[Records excerpted from a collection]
---------------

//! Process-fatal error types.
//!
//! Only listener-bind and configuration errors abort the process; everything
//! else (malformed frames, failed upgrades, closed sessions) is handled and
//! logged where it occurs.

use crate::config::loader::ConfigError;

/// Error type for gateway startup and serving.
#[derive(Debug, thiserror::Error)]
pub enum GatewayError {
    /// Failed to bind the listener address. Fatal, never retried.
    #[error("failed to bind {addr}: {source}")]
    Bind {
        addr: String,
        #[source]
        source: std::io::Error,
    },

    /// The accept loop failed for a reason other than intentional shutdown.
    #[error("server error: {0}")]
    Serve(std::io::Error),

    /// Configuration could not be loaded or validated.
    #[error("configuration error: {0}")]
    Config(#[from] ConfigError),
}

#[cfg(test)]
mod tests {
    use super::*;
    use crate::config::validation::ValidationError;

    #[test]
    fn config_errors_carry_context() {
        let err = GatewayError::from(ConfigError::Validation(vec![
            ValidationError::ZeroGracePeriod,
        ]));
        let rendered = err.to_string();
        assert!(rendered.starts_with("configuration error:"), "{rendered}");
        assert!(rendered.contains("grace period"), "{rendered}");
    }
}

---------------

WHAT TO PRODUCE:
Print the records above exactly as they appear.

SOLUTION FOR THIS EXERCISE:
//! Process-fatal error types.
//!
//! Only listener-bind and configuration errors abort the process; everything
//! else (malformed frames, failed upgrades, closed sessions) is handled and
//! logged where it occurs.

use crate::config::loader::ConfigError;

/// Error type for gateway startup and serving.
#[derive(Debug, thiserror::Error)]
pub enum GatewayError {
    /// Failed to bind the listener address. Fatal, never retried.
    #[error("failed to bind {addr}: {source}")]
    Bind {
        addr: String,
        #[source]
        source: std::io::Error,
    },

    /// The accept loop failed for a reason other than intentional shutdown.
    #[error("server error: {0}")]
    Serve(std::io::Error),

    /// Configuration could not be loaded or validated.
    #[error("configuration error: {0}")]
    Config(#[from] ConfigError),
}

#[cfg(test)]
mod tests {
    use super::*;
    use crate::config::validation::ValidationError;

    #[test]
    fn config_errors_carry_context() {
        let err = GatewayError::from(ConfigError::Validation(vec![
            ValidationError::ZeroGracePeriod,
        ]));
        let rendered = err.to_string();
        assert!(rendered.starts_with("configuration error:"), "{rendered}");
        assert!(rendered.contains("grace period"), "{rendered}");
    }
}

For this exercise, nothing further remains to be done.